Plant samples were collected to detect biomass and N concentrations, and divided into root and aboveground tissues. The biomass was obtained by oven-drying the samples at 85 °C for 48 h and then weighed. Crop samples were ground and passed through a sieve (<0.25 mm) before total N analysis. The total N concentration was analyzed using the Kjeldahl digestion procedure (Bremner and Mulvaney 1982). The chlorophyll content in the leaves was measured by SPAD-502 using an in vivo chlorophyll meter (Japan) to determine the SPAD value.
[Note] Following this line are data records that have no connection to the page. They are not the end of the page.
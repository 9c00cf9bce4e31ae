//! Device reads and device-selection predicates

use lava_protocol::{eq_ignore_case, Device, DeviceSummary};
use tracing::debug;

use crate::client::{ClientResult, Operation};

use super::LavaTools;

fn tag_matches(tags: &[String], tag: &str, ignore_case: bool) -> bool {
    tags.iter().any(|t| {
        if ignore_case {
            eq_ignore_case(t, tag)
        } else {
            t == tag
        }
    })
}

fn has_all_tags<S: AsRef<str>>(device_tags: &[String], required: &[S], ignore_case: bool) -> bool {
    required
        .iter()
        .all(|tag| tag_matches(device_tags, tag.as_ref(), ignore_case))
}

impl LavaTools {
    /// Device list, cached
    pub fn device_list_cached(&self) -> ClientResult<Vec<DeviceSummary>> {
        self.cache.device_list()
    }

    /// Devices from the cached list whose health is good
    pub fn device_list_healthy_cached(&self) -> ClientResult<Vec<DeviceSummary>> {
        Ok(self
            .cache
            .device_list()?
            .into_iter()
            .filter(DeviceSummary::is_healthy)
            .collect())
    }

    /// Device list, fetched with retry
    pub fn device_list_with_retry(&self) -> ClientResult<Vec<DeviceSummary>> {
        self.retrier
            .fetch(Operation::ListDevices, || self.client.list_devices())
    }

    /// Device detail, cached
    pub fn device_cached(&self, hostname: &str) -> ClientResult<Device> {
        self.cache.device(hostname)
    }

    /// Device detail, fetched with retry
    pub fn device_with_retry(&self, hostname: &str) -> ClientResult<Device> {
        self.retrier
            .fetch(Operation::ShowDevice, || self.client.show_device(hostname))
    }

    /// Device tags, cached
    pub fn device_tags_cached(&self, hostname: &str) -> ClientResult<Vec<String>> {
        self.cache.device_tags(hostname)
    }

    /// Device tags, fetched with retry
    pub fn device_tags_with_retry(&self, hostname: &str) -> ClientResult<Vec<String>> {
        self.retrier.fetch(Operation::ListDeviceTags, || {
            self.client.list_device_tags(hostname)
        })
    }

    /// True if `hostname` is in the cached device list with good health.
    ///
    /// A device missing from the list is not alive; that is not an error.
    pub fn device_is_alive_cached(&self, hostname: &str) -> ClientResult<bool> {
        Ok(self
            .cache
            .device_list()?
            .iter()
            .any(|d| d.hostname == hostname && d.is_healthy()))
    }

    /// True if the device's cached tags contain `tag`
    pub fn device_has_tag_cached(
        &self,
        hostname: &str,
        tag: &str,
        ignore_case: bool,
    ) -> ClientResult<bool> {
        let tags = self.cache.device_tags(hostname)?;
        Ok(tag_matches(&tags, tag, ignore_case))
    }

    /// True if the device's cached tags contain every one of `tags`.
    ///
    /// An empty `tags` is trivially satisfied.
    pub fn device_has_tags_cached<S: AsRef<str>>(
        &self,
        hostname: &str,
        tags: &[S],
        ignore_case: bool,
    ) -> ClientResult<bool> {
        if tags.is_empty() {
            return Ok(true);
        }
        let device_tags = self.cache.device_tags(hostname)?;
        Ok(has_all_tags(&device_tags, tags, ignore_case))
    }

    /// First device in the cached list that is healthy, of `device_type`
    /// (case-insensitive) and carries all of `tags` (case-sensitive).
    ///
    /// Devices are checked in list order. A failed tag lookup ends the scan
    /// with that error.
    pub fn device_of_type_is_alive_and_has_tags_cached<S: AsRef<str>>(
        &self,
        device_type: &str,
        tags: &[S],
    ) -> ClientResult<Option<DeviceSummary>> {
        for device in self.cache.device_list()? {
            if !device.is_healthy() || !device.is_type(device_type) {
                continue;
            }
            if self.device_has_tags_cached(&device.hostname, tags, false)? {
                debug!(
                    event = "lava.select.matched",
                    device_type,
                    hostname = %device.hostname,
                );
                return Ok(Some(device));
            }
        }
        Ok(None)
    }
}

#[cfg(test)]
mod tests {
    use super::*;
    use crate::client::ClientError;
    use crate::mock::MockScheduler;
    use crate::tools::test_support::tools_over;

    fn strings(tags: &[&str]) -> Vec<String> {
        tags.iter().map(|t| t.to_string()).collect()
    }

    #[test]
    fn test_tag_matching_case() {
        let tags = strings(&["wifi", "usb"]);
        assert!(tag_matches(&tags, "WIFI", true));
        assert!(!tag_matches(&tags, "WIFI", false));
        assert!(tag_matches(&tags, "usb", false));
        assert!(has_all_tags(&tags, &["usb", "wifi"], false));
        assert!(!has_all_tags(&tags, &["usb", "hdmi"], false));
        assert!(has_all_tags::<&str>(&tags, &[], false));
    }

    #[test]
    fn test_healthy_list_filters_case_insensitively() {
        let mock = MockScheduler::with_devices(&[
            ("a", "qemu", "Good", &[]),
            ("b", "qemu", "Bad", &[]),
            ("c", "qemu", "GOOD", &[]),
            ("d", "qemu", "Maintenance", &[]),
        ]);
        let tools = tools_over(&mock, 0);

        let healthy: Vec<String> = tools
            .device_list_healthy_cached()
            .unwrap()
            .into_iter()
            .map(|d| d.hostname)
            .collect();
        assert_eq!(healthy, vec!["a".to_string(), "c".to_string()]);
    }

    #[test]
    fn test_device_is_alive() {
        let mock = MockScheduler::with_devices(&[
            ("a", "qemu", "good", &[]),
            ("b", "qemu", "Retired", &[]),
        ]);
        let tools = tools_over(&mock, 0);

        assert!(tools.device_is_alive_cached("a").unwrap());
        assert!(!tools.device_is_alive_cached("b").unwrap());
        assert!(!tools.device_is_alive_cached("ghost").unwrap());
        assert_eq!(mock.calls(Operation::ListDevices), 1);
    }

    #[test]
    fn test_device_has_tags_short_circuits_on_empty() {
        let mock = MockScheduler::with_devices(&[("a", "qemu", "good", &["wifi"])]);
        let tools = tools_over(&mock, 0);

        assert!(tools.device_has_tags_cached::<&str>("a", &[], false).unwrap());
        assert_eq!(mock.calls(Operation::ListDeviceTags), 0);

        assert!(tools.device_has_tags_cached("a", &["WiFi"], true).unwrap());
        assert!(!tools.device_has_tags_cached("a", &["wifi", "usb"], false).unwrap());
        assert_eq!(mock.calls(Operation::ListDeviceTags), 1);
    }

    #[test]
    fn test_with_retry_bypasses_cache() {
        let mock = MockScheduler::with_devices(&[("a", "qemu", "good", &["wifi"])]);
        let tools = tools_over(&mock, 0);

        tools.device_tags_cached("a").unwrap();
        tools.device_tags_cached("a").unwrap();
        tools.device_tags_with_retry("a").unwrap();
        tools.device_tags_with_retry("a").unwrap();
        assert_eq!(mock.calls_for(Operation::ListDeviceTags, "a"), 3);

        tools.device_list_with_retry().unwrap();
        tools.device_with_retry("a").unwrap();
        assert_eq!(mock.calls(Operation::ListDevices), 1);
        assert_eq!(mock.calls(Operation::ShowDevice), 1);
        assert!(tools.cache().peek_device("a").is_none());
    }

    #[test]
    fn test_device_detail_cached() {
        let mock = MockScheduler::with_devices(&[("a", "panda", "good", &["wifi"])]);
        let tools = tools_over(&mock, 0);

        let device = tools.device_cached("a").unwrap();
        assert_eq!(device.device_type, "panda");
        tools.device_cached("a").unwrap();
        assert_eq!(mock.calls(Operation::ShowDevice), 1);
    }

    #[test]
    fn test_selection_skips_unhealthy_and_wrong_type() {
        let mock = MockScheduler::with_devices(&[
            ("a", "panda", "bad", &["wifi"]),
            ("b", "beagle", "good", &["wifi"]),
            ("c", "PANDA", "good", &["wifi"]),
        ]);
        let tools = tools_over(&mock, 0);

        let found = tools
            .device_of_type_is_alive_and_has_tags_cached("panda", &["wifi"])
            .unwrap()
            .unwrap();
        assert_eq!(found.hostname, "c");
        // Only the candidate's tags were looked up
        assert_eq!(mock.calls(Operation::ListDeviceTags), 1);
    }

    #[test]
    fn test_selection_tag_error_aborts_scan() {
        let mock = MockScheduler::with_devices(&[
            ("a", "panda", "good", &["usb"]),
            ("b", "panda", "good", &["wifi"]),
        ]);
        mock.inject_error(
            Operation::ListDeviceTags,
            ClientError::Transport("connection reset".to_string()),
        );
        let tools = tools_over(&mock, 1);

        let err = tools
            .device_of_type_is_alive_and_has_tags_cached("panda", &["wifi"])
            .unwrap_err();
        assert_eq!(err, ClientError::Transport("connection reset".to_string()));
        // First candidate only, two attempts
        assert_eq!(mock.calls_for(Operation::ListDeviceTags, "a"), 2);
        assert_eq!(mock.calls_for(Operation::ListDeviceTags, "b"), 0);
    }
}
NUE and its components (NUpE and NUtE) were calculated as follows: NUpE = total plant N/soil N (pre-N soil N plus fertilizer N); NUtE = dry matter weight/total plant N; NUE = (NUpE) * (NUtE) (Moll et al. 1982). NUE defined in this manner represents dry matter weight divided by a constant.

The coefficient of variation (CV) was calculated as follows:
$$ \mathrm{CV}=\mathrm{SD}/\mathrm{Mean}\times 100\% $$

where SD is the standard deviation of a given agronomic trait value, and the mean is the average value; the coefficient represents the extent of variation in the agronomic trait among the 100 genotypes.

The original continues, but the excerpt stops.